What you have to do → Every single record needs to be restated word for word.

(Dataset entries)

Segment Open

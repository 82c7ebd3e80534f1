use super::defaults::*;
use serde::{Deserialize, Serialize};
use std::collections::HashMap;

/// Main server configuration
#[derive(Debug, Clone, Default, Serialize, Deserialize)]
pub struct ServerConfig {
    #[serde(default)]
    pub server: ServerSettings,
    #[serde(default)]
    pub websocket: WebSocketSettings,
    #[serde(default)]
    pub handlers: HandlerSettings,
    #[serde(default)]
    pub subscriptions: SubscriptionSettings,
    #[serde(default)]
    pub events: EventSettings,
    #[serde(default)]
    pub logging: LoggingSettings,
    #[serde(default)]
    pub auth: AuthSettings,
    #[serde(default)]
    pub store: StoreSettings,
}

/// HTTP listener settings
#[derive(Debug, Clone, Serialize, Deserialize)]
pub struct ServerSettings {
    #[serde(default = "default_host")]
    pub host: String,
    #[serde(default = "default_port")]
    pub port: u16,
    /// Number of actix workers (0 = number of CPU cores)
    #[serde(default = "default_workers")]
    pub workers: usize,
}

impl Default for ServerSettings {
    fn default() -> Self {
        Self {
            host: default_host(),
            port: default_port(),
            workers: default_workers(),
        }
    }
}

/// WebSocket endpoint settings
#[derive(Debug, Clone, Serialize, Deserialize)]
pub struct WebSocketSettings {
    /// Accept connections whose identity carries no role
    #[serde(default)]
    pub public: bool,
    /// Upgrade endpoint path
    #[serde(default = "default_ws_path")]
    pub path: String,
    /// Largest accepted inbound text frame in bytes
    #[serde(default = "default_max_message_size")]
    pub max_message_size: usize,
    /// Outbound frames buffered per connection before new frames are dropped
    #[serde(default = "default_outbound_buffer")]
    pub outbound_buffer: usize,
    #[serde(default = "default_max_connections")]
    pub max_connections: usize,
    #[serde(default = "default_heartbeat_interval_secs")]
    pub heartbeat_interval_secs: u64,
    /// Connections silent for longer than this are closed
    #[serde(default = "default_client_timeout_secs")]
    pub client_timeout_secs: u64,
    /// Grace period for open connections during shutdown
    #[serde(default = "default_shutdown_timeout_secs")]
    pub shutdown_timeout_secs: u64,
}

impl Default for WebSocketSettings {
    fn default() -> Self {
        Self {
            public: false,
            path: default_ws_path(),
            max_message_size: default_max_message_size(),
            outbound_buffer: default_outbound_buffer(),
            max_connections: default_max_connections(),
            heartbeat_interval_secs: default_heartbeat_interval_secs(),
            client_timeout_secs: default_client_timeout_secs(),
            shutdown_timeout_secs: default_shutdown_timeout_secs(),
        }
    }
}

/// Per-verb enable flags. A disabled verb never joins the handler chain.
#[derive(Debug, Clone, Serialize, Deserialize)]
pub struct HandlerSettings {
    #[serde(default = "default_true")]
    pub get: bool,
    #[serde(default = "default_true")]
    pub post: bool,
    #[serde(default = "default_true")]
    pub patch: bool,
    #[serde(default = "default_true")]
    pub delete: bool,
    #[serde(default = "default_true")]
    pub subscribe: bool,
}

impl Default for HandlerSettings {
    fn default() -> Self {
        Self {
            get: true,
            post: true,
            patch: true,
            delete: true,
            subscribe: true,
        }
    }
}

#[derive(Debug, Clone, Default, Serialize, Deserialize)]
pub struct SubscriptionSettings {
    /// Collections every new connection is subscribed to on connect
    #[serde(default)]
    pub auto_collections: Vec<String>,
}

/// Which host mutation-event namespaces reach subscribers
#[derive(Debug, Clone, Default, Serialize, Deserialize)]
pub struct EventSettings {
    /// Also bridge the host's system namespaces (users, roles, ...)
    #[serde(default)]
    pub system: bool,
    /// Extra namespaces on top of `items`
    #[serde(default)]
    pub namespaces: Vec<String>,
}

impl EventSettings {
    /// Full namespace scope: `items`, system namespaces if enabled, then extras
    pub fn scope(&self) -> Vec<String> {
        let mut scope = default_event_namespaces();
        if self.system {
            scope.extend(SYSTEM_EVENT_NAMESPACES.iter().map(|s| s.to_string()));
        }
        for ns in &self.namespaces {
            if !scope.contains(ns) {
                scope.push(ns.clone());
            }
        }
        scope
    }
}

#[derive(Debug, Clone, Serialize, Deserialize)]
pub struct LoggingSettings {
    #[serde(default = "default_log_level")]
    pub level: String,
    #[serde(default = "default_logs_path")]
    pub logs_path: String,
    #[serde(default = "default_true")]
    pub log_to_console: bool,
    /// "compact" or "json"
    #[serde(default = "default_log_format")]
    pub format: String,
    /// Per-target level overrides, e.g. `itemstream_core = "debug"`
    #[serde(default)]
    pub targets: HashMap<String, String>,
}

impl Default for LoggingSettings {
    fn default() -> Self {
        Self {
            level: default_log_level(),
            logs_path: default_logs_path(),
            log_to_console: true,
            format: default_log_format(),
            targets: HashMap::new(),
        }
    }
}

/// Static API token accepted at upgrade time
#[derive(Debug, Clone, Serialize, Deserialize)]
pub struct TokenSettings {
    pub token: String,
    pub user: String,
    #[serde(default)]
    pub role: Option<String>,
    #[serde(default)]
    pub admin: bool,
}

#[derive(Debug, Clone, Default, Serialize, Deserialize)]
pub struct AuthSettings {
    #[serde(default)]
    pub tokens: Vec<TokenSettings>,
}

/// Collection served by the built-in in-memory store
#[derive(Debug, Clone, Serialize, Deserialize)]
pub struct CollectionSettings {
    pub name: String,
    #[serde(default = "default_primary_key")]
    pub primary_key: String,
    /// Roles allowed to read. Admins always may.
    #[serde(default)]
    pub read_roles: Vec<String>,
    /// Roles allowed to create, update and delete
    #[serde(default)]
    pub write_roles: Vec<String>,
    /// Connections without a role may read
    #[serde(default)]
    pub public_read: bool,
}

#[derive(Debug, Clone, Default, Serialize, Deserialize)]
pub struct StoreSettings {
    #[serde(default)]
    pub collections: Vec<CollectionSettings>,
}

Segment Closed

Task response →
repository 82c7ebd3e80534f1
use super::defaults::*;
use serde::{Deserialize, Serialize};
use std::collections::HashMap;

/// Main server configuration
#[derive(Debug, Clone, Default, Serialize, Deserialize)]
pub struct ServerConfig {
    #[serde(default)]
    pub server: ServerSettings,
    #[serde(default)]
    pub websocket: WebSocketSettings,
    #[serde(default)]
    pub handlers: HandlerSettings,
    #[serde(default)]
    pub subscriptions: SubscriptionSettings,
    #[serde(default)]
    pub events: EventSettings,
    #[serde(default)]
    pub logging: LoggingSettings,
    #[serde(default)]
    pub auth: AuthSettings,
    #[serde(default)]
    pub store: StoreSettings,
}

/// HTTP listener settings
#[derive(Debug, Clone, Serialize, Deserialize)]
pub struct ServerSettings {
    #[serde(default = "default_host")]
    pub host: String,
    #[serde(default = "default_port")]
    pub port: u16,
    /// Number of actix workers (0 = number of CPU cores)
    #[serde(default = "default_workers")]
    pub workers: usize,
}

impl Default for ServerSettings {
    fn default() -> Self {
        Self {
            host: default_host(),
            port: default_port(),
            workers: default_workers(),
        }
    }
}

/// WebSocket endpoint settings
#[derive(Debug, Clone, Serialize, Deserialize)]
pub struct WebSocketSettings {
    /// Accept connections whose identity carries no role
    #[serde(default)]
    pub public: bool,
    /// Upgrade endpoint path
    #[serde(default = "default_ws_path")]
    pub path: String,
    /// Largest accepted inbound text frame in bytes
    #[serde(default = "default_max_message_size")]
    pub max_message_size: usize,
    /// Outbound frames buffered per connection before new frames are dropped
    #[serde(default = "default_outbound_buffer")]
    pub outbound_buffer: usize,
    #[serde(default = "default_max_connections")]
    pub max_connections: usize,
    #[serde(default = "default_heartbeat_interval_secs")]
    pub heartbeat_interval_secs: u64,
    /// Connections silent for longer than this are closed
    #[serde(default = "default_client_timeout_secs")]
    pub client_timeout_secs: u64,
    /// Grace period for open connections during shutdown
    #[serde(default = "default_shutdown_timeout_secs")]
    pub shutdown_timeout_secs: u64,
}

impl Default for WebSocketSettings {
    fn default() -> Self {
        Self {
            public: false,
            path: default_ws_path(),
            max_message_size: default_max_message_size(),
            outbound_buffer: default_outbound_buffer(),
            max_connections: default_max_connections(),
            heartbeat_interval_secs: default_heartbeat_interval_secs(),
            client_timeout_secs: default_client_timeout_secs(),
            shutdown_timeout_secs: default_shutdown_timeout_secs(),
        }
    }
}

/// Per-verb enable flags. A disabled verb never joins the handler chain.
#[derive(Debug, Clone, Serialize, Deserialize)]
pub struct HandlerSettings {
    #[serde(default = "default_true")]
    pub get: bool,
    #[serde(default = "default_true")]
    pub post: bool,
    #[serde(default = "default_true")]
    pub patch: bool,
    #[serde(default = "default_true")]
    pub delete: bool,
    #[serde(default = "default_true")]
    pub subscribe: bool,
}

impl Default for HandlerSettings {
    fn default() -> Self {
        Self {
            get: true,
            post: true,
            patch: true,
            delete: true,
            subscribe: true,
        }
    }
}

#[derive(Debug, Clone, Default, Serialize, Deserialize)]
pub struct SubscriptionSettings {
    /// Collections every new connection is subscribed to on connect
    #[serde(default)]
    pub auto_collections: Vec<String>,
}

/// Which host mutation-event namespaces reach subscribers
#[derive(Debug, Clone, Default, Serialize, Deserialize)]
pub struct EventSettings {
    /// Also bridge the host's system namespaces (users, roles, ...)
    #[serde(default)]
    pub system: bool,
    /// Extra namespaces on top of `items`
    #[serde(default)]
    pub namespaces: Vec<String>,
}

impl EventSettings {
    /// Full namespace scope: `items`, system namespaces if enabled, then extras
    pub fn scope(&self) -> Vec<String> {
        let mut scope = default_event_namespaces();
        if self.system {
            scope.extend(SYSTEM_EVENT_NAMESPACES.iter().map(|s| s.to_string()));
        }
        for ns in &self.namespaces {
            if !scope.contains(ns) {
                scope.push(ns.clone());
            }
        }
        scope
    }
}

#[derive(Debug, Clone, Serialize, Deserialize)]
pub struct LoggingSettings {
    #[serde(default = "default_log_level")]
    pub level: String,
    #[serde(default = "default_logs_path")]
    pub logs_path: String,
    #[serde(default = "default_true")]
    pub log_to_console: bool,
    /// "compact" or "json"
    #[serde(default = "default_log_format")]
    pub format: String,
    /// Per-target level overrides, e.g. `itemstream_core = "debug"`
    #[serde(default)]
    pub targets: HashMap<String, String>,
}

impl Default for LoggingSettings {
    fn default() -> Self {
        Self {
            level: default_log_level(),
            logs_path: default_logs_path(),
            log_to_console: true,
            format: default_log_format(),
            targets: HashMap::new(),
        }
    }
}

/// Static API token accepted at upgrade time
#[derive(Debug, Clone, Serialize, Deserialize)]
pub struct TokenSettings {
    pub token: String,
    pub user: String,
    #[serde(default)]
    pub role: Option<String>,
    #[serde(default)]
    pub admin: bool,
}

#[derive(Debug, Clone, Default, Serialize, Deserialize)]
pub struct AuthSettings {
    #[serde(default)]
    pub tokens: Vec<TokenSettings>,
}

/// Collection served by the built-in in-memory store
#[derive(Debug, Clone, Serialize, Deserialize)]
pub struct CollectionSettings {
    pub name: String,
    #[serde(default = "default_primary_key")]
    pub primary_key: String,
    /// Roles allowed to read. Admins always may.
    #[serde(default)]
    pub read_roles: Vec<String>,
    /// Roles allowed to create, update and delete
    #[serde(default)]
    pub write_roles: Vec<String>,
    /// Connections without a role may read
    #[serde(default)]
    pub public_read: bool,
}

#[derive(Debug, Clone, Default, Serialize, Deserialize)]
pub struct StoreSettings {
    #[serde(default)]
    pub collections: Vec<CollectionSettings>,
}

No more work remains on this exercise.